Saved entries
+ + + +

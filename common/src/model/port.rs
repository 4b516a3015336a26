use std::collections::BTreeSet;
use std::fmt;
use std::str::FromStr;

use serde::{Deserialize, Serialize};

use super::service::Service;

#[derive(Debug, Clone, Copy, PartialEq, Eq, PartialOrd, Ord, Hash, Serialize, Deserialize)]
#[serde(rename_all = "lowercase")]
pub enum Protocol {
    Tcp,
    Udp,
}

impl Protocol {
    pub fn as_str(&self) -> &'static str {
        match self {
            Protocol::Tcp => "tcp",
            Protocol::Udp => "udp",
        }
    }
}

impl fmt::Display for Protocol {
    fn fmt(&self, f: &mut fmt::Formatter<'_>) -> fmt::Result {
        f.write_str(self.as_str())
    }
}

impl FromStr for Protocol {
    type Err = String;

    fn from_str(s: &str) -> Result<Self, Self::Err> {
        match s.trim().to_ascii_lowercase().as_str() {
            "tcp" => Ok(Protocol::Tcp),
            "udp" => Ok(Protocol::Udp),
            other => Err(other.to_string()),
        }
    }
}

/// Ordered from least to most exposed, so `max` is the escalation rule.
#[derive(Debug, Clone, Copy, PartialEq, Eq, PartialOrd, Ord, Hash, Serialize, Deserialize)]
#[serde(rename_all = "lowercase")]
pub enum PortState {
    Closed,
    Filtered,
    Open,
}

impl PortState {
    pub fn as_str(&self) -> &'static str {
        match self {
            PortState::Closed => "closed",
            PortState::Filtered => "filtered",
            PortState::Open => "open",
        }
    }
}

impl fmt::Display for PortState {
    fn fmt(&self, f: &mut fmt::Formatter<'_>) -> fmt::Result {
        f.write_str(self.as_str())
    }
}

/// Identity of a port under a host. Orders by protocol, then number.
#[derive(Debug, Clone, Copy, PartialEq, Eq, PartialOrd, Ord, Hash, Serialize)]
pub struct PortKey {
    pub protocol: Protocol,
    pub number: u16,
}

impl PortKey {
    pub fn new(protocol: Protocol, number: u16) -> Self {
        Self { protocol, number }
    }

    pub fn tcp(number: u16) -> Self {
        Self::new(Protocol::Tcp, number)
    }

    pub fn udp(number: u16) -> Self {
        Self::new(Protocol::Udp, number)
    }
}

impl fmt::Display for PortKey {
    fn fmt(&self, f: &mut fmt::Formatter<'_>) -> fmt::Result {
        write!(f, "{}/{}", self.number, self.protocol)
    }
}

/// Output of one scan script. Identity is the exact `(id, output)` pair.
#[derive(Debug, Clone, PartialEq, Eq, PartialOrd, Ord, Hash, Serialize)]
pub struct ScriptResult {
    pub id: String,
    pub output: String,
}

impl ScriptResult {
    pub fn new(id: impl Into<String>, output: impl Into<String>) -> Self {
        Self {
            id: id.into(),
            output: output.into(),
        }
    }
}

#[derive(Debug, Clone, PartialEq, Eq, Serialize)]
pub struct Port {
    pub key: PortKey,
    pub state: PortState,
    pub service: Service,
    pub scripts: BTreeSet<ScriptResult>,
    /// Provenance tags of every source that reported this port.
    pub sources: BTreeSet<String>,
}

impl Port {
    pub fn new(key: PortKey, state: PortState) -> Self {
        Self {
            key,
            state,
            service: Service::default(),
            scripts: BTreeSet::new(),
            sources: BTreeSet::new(),
        }
    }

    pub fn is_open(&self) -> bool {
        self.state == PortState::Open
    }
}

#[cfg(test)]
mod tests {
    use super::*;

    #[test]
    fn protocol_parses_case_insensitively() {
        assert_eq!(" TCP ".parse::<Protocol>(), Ok(Protocol::Tcp));
        assert_eq!("udp".parse::<Protocol>(), Ok(Protocol::Udp));
        assert!("sctp".parse::<Protocol>().is_err());
    }

    #[test]
    fn state_order_is_escalation_order() {
        assert!(PortState::Open > PortState::Filtered);
        assert!(PortState::Filtered > PortState::Closed);
        assert_eq!(PortState::Filtered.max(PortState::Open), PortState::Open);
    }

    #[test]
    fn keys_sort_by_protocol_then_number() {
        let mut keys = vec![PortKey::udp(53), PortKey::tcp(443), PortKey::tcp(22)];
        keys.sort();
        assert_eq!(keys, vec![PortKey::tcp(22), PortKey::tcp(443), PortKey::udp(53)]);
        assert_eq!(PortKey::tcp(443).to_string(), "443/tcp");
    }
}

+ + + +

▶ **Requirement**
Would you give the number of lines above that hold "impl"? Only the number is needed.

▶ **The answer**
10